Izzy's Koala World is a television docuseries starring Izzy Bee. Produced by Nomadica Films, the series premiered on September 15, 2020. A second season premiered on April 20, 2021.

==Premise==
On Australia’s Magnetic Island teenage koala caretaker Izzy Bee and her family run a clinic from their home that rescues and rehabilitates injured and orphaned koalas.

==Cast==
- Izzy Bee
- Ali Bee, Izzy's Mum and the Veterinarian who runs the clinic
- Tim Bee, Izzy's Dad who runs a beach hire business

==Episodes==

| Season | Episodes |  | Originally released |  |
|---|---|---|---|---|
| 1 | 8 |  | September 15, 2020 |  |
| 2 | 8 |  | April 20, 2021 |  |

===Season 1 (2020)===

| No. overall | No. in season | Title | Original release date |
| 1 | 1 | "Rosie's Rescue" | September 15, 2020 |
Izzy helps a koala named Rosie find a new home with lots of lush leaf to munch on—and the perfect spot might be right near Izzy's school!
| 2 | 2 | "Baby Chompy" | September 15, 2020 |
Curious and cute Chompy was found without a mom, so Izzy has to do everything a mother would do for him in the wild to make sure he grows up strong.
| 3 | 3 | "Leia Has a Cold" | September 15, 2020 |
An infection is going around, and Izzy's favorite koala Leia has the sniffles, sending Izzy and her mom to the mainland clinic to test if Leia is ill.
| 4 | 4 | "Muffin Moves In" | September 15, 2020 |
Young female koalas like to hang together, so Izzy needs to find tiny two-year-old Muffin the perfect roommate.

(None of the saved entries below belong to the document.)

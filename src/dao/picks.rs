use futures::TryStreamExt;
use mongodb::{Collection, bson::doc};

use crate::{
    core::picks::{Answer, PickRecord, chunk_ids},
    dao::{
        models::PickEntity,
        mongodb::{MongoManager, PICKS_COLLECTION, StoreError},
    },
};

/// Data access for picks.
#[derive(Clone)]
pub struct PickRepository {
    mongo: MongoManager,
}

impl PickRepository {
    /// Wrap a Mongo handle.
    pub fn new(mongo: MongoManager) -> Self {
        Self { mongo }
    }

    async fn collection(&self) -> Collection<PickEntity> {
        self.mongo.database().await.collection(PICKS_COLLECTION)
    }

    /// All picks targeting the given question ids, read in chunks of at
    /// most ten ids per filter and merged. Mandatory path for rounds with
    /// more than ten questions.
    pub async fn for_questions(
        &self,
        question_ids: &[String],
    ) -> Result<Vec<PickEntity>, StoreError> {
        let read_err = |source| StoreError::Read {
            collection: PICKS_COLLECTION,
            source,
        };
        let collection = self.collection().await;
        let mut picks = Vec::new();

        for chunk in chunk_ids(question_ids) {
            let batch: Vec<PickEntity> = collection
                .find(doc! {"question_id": {"$in": chunk}})
                .await
                .map_err(read_err)?
                .try_collect()
                .await
                .map_err(read_err)?;
            picks.extend(batch);
        }

        Ok(picks)
    }

    /// Upsert the caller's pick for one question. The composed `_id` gives
    /// latest-write-wins per (user, question); `$set` merge leaves
    /// `created_at_ms` untouched on overwrite.
    pub async fn upsert(
        &self,
        user: &str,
        round: u32,
        question_id: &str,
        answer: Answer,
        now_ms: i64,
    ) -> Result<(), StoreError> {
        let key = PickEntity::key(user, question_id);
        self.collection()
            .await
            .update_one(
                doc! {"_id": &key},
                doc! {
                    "$set": {
                        "user": user,
                        "question_id": question_id,
                        "round": round,
                        "answer": answer.as_str(),
                        "updated_at_ms": now_ms,
                    },
                    "$setOnInsert": {"created_at_ms": now_ms},
                },
            )
            .upsert(true)
            .await
            .map_err(|source| StoreError::Write {
                collection: PICKS_COLLECTION,
                source,
            })?;
        Ok(())
    }

    /// Clear the caller's active pick. Returns whether a pick existed.
    pub async fn delete(&self, user: &str, question_id: &str) -> Result<bool, StoreError> {
        let result = self
            .collection()
            .await
            .delete_one(doc! {"_id": PickEntity::key(user, question_id)})
            .await
            .map_err(|source| StoreError::Write {
                collection: PICKS_COLLECTION,
                source,
            })?;
        Ok(result.deleted_count > 0)
    }
}

/// Convert a stored pick into the aggregator's input shape.
impl From<PickEntity> for PickRecord {
    fn from(entity: PickEntity) -> Self {
        PickRecord {
            user: entity.user,
            question_id: entity.question_id,
            answer: entity.answer,
        }
    }
}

Which koala is the perfect match?
| 5 | 5 | "Juliet's Release" | September 15, 2020 |
Green ants attacked Juliet's eyes and made them sore. But after a month under Izzy's care, she's ready to return to her koala family and friends.
| 6 | 6 | "Twinkle's Rescue" | September 15, 2020 |
Twinkle got her name since she was found at night under the stars. To make her feel at home at the hospital, Izzy makes sure it smells like the wild.
| 7 | 7 | "Leia's Ready for Release" | September 15, 2020 |
Koala friend Leia is ready to return to the wild, and Izzy wants to make sure she can choose the juiciest leaf and climb ropes before her release.
| 8 | 8 | "Goodbye Leia" | September 15, 2020 |
Letting Leia go is like saying goodbye to her best friend. But Izzy knows that the wild has always been Leia's home—and where she belongs.

===Season 2 (2021)===

| No. overall | No. in season | Title | Original release date |
| 9 | 1 | "Baby Koalas!" | April 20, 2021 |
With four baby koalas already under their care, Izzy’s family has their hands full! But they make room for one more after finding a baby without a mom.
| 10 | 2 | "Flame's Rescue" | April 20, 2021 |
Smelling like smoke and covered in charcoal, Flame got her name because she was rescued from a fire. Izzy builds her a safe space to help her recover.
| 11 | 3 | "Chompy Learns to Climb" | April 20, 2021 |
Izzy’s off to find the perfect tree shaped just like a fork so that baby koala Chompy can start learning how to climb and search for his own food.
| 12 | 4 | "Earning StormBoy's Trust" | April 20, 2021 |
StormBoy and Izzy got off to a rough start after she hosed him with water while cleaning his pen. Will spending more time with him win back his trust?
| 13 | 5 | "Friends Forever" | April 20, 2021 |
Cinderella and Muffin are koala besties, so Izzy and her friends scope out Golden Bay for the best spot to release them together back into the wild.
| 14 | 6 | "Cheer Up, StormBoy" | April 20, 2021 |
StormBoy isn't quite ready to be released back into the wild. Could a bigger playpen — and a party to celebrate — be the perfect consolation prize?
| 15 | 7 | "Henry's Home" | April 20, 2021 |
When a noticeably thin Henry comes back under Izzy's care, Izzy and her mom try to get him to eat and drink again to help him regain his strength.
| 16 | 8 | "Chompy's Big Move" | April 20, 2021 |
Chompy has to put on some pounds and practice his tree-climbing skills in order to move into a bigger enclosure. Can Izzy help him get the job done?

==Release==
The first season of Izzy's Koala World was released on September 15, 2020, on Netflix.
It had been filmed a year prior, according to the 'Magnetic Island School'.